» TASK OBJECTIVE:
Please say how many lines in the entries below hold the string "UserListing", with no other words.

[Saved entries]
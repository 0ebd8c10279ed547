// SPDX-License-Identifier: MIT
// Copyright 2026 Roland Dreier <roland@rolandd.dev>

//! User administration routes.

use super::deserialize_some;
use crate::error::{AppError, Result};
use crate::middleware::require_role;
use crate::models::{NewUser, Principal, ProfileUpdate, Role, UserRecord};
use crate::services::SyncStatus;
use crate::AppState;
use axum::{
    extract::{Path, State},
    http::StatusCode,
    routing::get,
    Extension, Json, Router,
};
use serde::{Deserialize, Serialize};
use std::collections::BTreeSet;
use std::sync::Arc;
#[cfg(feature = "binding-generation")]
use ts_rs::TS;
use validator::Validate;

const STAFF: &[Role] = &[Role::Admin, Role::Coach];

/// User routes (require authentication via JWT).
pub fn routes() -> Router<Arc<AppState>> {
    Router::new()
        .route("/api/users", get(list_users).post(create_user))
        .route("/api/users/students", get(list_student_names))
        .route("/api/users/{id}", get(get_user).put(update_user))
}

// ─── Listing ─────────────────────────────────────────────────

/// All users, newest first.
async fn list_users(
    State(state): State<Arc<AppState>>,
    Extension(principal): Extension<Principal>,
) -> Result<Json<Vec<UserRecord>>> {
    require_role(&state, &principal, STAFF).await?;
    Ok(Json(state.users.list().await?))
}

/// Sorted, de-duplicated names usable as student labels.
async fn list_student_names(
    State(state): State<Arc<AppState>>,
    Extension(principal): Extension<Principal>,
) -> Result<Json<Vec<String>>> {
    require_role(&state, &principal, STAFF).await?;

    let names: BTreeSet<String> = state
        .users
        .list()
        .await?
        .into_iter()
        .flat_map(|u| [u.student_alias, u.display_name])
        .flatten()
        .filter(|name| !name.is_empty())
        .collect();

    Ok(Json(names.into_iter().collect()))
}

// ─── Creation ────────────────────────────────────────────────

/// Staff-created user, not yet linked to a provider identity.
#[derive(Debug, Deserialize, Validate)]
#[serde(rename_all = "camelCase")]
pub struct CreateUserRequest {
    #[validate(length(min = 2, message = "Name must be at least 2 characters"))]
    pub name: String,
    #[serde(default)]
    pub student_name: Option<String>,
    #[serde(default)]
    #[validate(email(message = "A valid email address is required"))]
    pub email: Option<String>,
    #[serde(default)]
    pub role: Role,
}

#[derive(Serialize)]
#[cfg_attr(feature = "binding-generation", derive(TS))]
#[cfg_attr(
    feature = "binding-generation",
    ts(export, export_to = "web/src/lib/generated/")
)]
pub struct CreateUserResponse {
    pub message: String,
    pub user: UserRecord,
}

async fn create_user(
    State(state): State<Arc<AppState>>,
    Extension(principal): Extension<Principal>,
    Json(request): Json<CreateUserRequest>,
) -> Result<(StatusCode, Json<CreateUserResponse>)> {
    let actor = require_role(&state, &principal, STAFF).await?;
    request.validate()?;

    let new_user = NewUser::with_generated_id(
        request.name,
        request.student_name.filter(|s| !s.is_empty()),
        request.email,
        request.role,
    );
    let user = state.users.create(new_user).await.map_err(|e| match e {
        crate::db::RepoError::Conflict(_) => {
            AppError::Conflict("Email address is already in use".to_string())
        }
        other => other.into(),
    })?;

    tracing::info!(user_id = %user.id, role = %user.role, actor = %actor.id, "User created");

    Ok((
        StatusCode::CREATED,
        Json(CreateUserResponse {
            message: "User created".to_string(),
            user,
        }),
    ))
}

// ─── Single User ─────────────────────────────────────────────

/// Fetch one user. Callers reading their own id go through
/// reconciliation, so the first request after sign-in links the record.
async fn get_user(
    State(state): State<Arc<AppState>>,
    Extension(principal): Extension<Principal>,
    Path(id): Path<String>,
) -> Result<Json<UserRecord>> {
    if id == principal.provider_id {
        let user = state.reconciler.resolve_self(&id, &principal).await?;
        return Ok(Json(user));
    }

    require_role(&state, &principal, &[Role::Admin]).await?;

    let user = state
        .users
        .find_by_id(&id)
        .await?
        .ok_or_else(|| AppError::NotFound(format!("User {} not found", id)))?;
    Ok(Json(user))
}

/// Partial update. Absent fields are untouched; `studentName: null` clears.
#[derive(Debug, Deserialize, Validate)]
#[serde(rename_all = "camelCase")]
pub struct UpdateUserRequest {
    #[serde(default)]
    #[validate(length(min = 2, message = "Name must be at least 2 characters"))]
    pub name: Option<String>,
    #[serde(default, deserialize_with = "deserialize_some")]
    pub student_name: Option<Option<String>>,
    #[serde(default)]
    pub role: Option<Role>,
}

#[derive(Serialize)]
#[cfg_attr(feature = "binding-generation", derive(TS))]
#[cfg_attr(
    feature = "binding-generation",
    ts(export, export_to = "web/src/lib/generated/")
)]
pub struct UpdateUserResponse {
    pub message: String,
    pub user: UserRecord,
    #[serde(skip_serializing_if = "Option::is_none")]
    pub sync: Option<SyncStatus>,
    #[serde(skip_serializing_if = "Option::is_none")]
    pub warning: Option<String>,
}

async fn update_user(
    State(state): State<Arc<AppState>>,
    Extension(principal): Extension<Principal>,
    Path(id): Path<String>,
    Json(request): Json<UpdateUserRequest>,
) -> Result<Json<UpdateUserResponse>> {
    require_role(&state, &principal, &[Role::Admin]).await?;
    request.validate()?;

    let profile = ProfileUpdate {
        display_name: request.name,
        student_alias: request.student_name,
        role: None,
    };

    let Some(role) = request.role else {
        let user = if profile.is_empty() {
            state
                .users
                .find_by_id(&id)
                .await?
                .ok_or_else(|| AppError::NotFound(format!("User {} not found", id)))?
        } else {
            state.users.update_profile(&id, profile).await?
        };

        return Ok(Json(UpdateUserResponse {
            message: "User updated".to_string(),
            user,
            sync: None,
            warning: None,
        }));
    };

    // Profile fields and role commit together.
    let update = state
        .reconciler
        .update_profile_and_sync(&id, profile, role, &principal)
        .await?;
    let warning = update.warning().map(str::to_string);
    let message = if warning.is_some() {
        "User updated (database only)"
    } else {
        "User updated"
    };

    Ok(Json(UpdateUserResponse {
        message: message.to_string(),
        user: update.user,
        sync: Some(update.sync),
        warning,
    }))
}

* * *

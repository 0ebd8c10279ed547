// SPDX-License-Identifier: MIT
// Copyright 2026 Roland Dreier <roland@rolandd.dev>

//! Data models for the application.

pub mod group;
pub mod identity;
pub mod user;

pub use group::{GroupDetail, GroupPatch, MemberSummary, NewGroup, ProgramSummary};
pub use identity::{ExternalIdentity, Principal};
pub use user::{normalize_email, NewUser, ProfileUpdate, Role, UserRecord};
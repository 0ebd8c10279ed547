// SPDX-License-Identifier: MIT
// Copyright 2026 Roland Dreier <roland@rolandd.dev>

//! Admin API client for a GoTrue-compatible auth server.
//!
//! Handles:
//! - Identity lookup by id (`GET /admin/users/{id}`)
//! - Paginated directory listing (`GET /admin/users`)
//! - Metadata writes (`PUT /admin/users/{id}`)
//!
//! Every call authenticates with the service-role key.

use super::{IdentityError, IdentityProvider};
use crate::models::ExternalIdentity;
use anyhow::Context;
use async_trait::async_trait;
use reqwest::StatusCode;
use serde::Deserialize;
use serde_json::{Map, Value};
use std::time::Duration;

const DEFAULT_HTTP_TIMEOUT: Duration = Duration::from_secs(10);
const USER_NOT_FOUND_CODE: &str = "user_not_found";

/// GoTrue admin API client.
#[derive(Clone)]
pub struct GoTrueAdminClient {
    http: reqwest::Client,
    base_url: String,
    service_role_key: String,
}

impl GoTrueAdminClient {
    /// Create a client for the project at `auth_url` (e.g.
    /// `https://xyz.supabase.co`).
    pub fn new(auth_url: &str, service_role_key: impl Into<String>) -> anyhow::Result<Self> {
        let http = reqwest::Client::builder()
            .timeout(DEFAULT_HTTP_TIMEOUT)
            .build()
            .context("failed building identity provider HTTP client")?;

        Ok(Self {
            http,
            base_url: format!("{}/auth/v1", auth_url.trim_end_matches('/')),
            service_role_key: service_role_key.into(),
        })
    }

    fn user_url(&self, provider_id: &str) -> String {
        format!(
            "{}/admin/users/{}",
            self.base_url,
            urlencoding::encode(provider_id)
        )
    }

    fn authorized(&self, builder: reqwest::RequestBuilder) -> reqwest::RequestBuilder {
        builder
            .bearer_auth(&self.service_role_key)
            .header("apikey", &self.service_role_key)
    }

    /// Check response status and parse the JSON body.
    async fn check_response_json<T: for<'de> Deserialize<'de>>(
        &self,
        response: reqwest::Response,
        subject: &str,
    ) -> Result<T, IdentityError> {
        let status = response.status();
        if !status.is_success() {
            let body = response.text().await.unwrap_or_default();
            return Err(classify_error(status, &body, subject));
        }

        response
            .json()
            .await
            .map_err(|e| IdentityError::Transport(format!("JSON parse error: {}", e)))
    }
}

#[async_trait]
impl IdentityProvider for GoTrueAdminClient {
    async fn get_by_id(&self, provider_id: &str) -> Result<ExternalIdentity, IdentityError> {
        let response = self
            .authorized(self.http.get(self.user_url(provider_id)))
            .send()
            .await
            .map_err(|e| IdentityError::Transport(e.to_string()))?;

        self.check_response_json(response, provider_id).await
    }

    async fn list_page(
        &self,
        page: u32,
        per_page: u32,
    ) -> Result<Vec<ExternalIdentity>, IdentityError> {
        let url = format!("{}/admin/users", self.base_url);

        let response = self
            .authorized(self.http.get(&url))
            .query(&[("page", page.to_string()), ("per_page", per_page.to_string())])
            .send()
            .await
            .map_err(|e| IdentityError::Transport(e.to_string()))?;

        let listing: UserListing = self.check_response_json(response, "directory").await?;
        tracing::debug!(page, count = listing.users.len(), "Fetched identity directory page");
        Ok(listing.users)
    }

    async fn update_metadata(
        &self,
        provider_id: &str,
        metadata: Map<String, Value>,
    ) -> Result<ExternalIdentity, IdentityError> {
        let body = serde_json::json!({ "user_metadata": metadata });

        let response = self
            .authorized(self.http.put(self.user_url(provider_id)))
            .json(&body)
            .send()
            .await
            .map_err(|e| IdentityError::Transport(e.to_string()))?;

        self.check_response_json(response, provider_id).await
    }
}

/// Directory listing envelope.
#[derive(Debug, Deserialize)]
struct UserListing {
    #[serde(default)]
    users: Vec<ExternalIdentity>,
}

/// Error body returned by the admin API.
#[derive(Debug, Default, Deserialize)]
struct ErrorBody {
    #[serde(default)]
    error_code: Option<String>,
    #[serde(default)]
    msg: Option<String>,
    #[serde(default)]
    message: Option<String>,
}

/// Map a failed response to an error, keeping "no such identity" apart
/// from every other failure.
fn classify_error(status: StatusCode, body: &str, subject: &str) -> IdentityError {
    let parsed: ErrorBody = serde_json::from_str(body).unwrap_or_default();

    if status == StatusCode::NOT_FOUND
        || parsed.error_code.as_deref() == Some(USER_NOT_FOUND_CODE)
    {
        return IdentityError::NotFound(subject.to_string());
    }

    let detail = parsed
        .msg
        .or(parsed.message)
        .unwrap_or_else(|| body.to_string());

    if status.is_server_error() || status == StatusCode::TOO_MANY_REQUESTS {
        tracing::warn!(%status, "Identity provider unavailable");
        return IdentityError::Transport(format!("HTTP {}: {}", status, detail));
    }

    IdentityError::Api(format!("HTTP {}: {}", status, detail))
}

» EXERCISE ANSWER:
2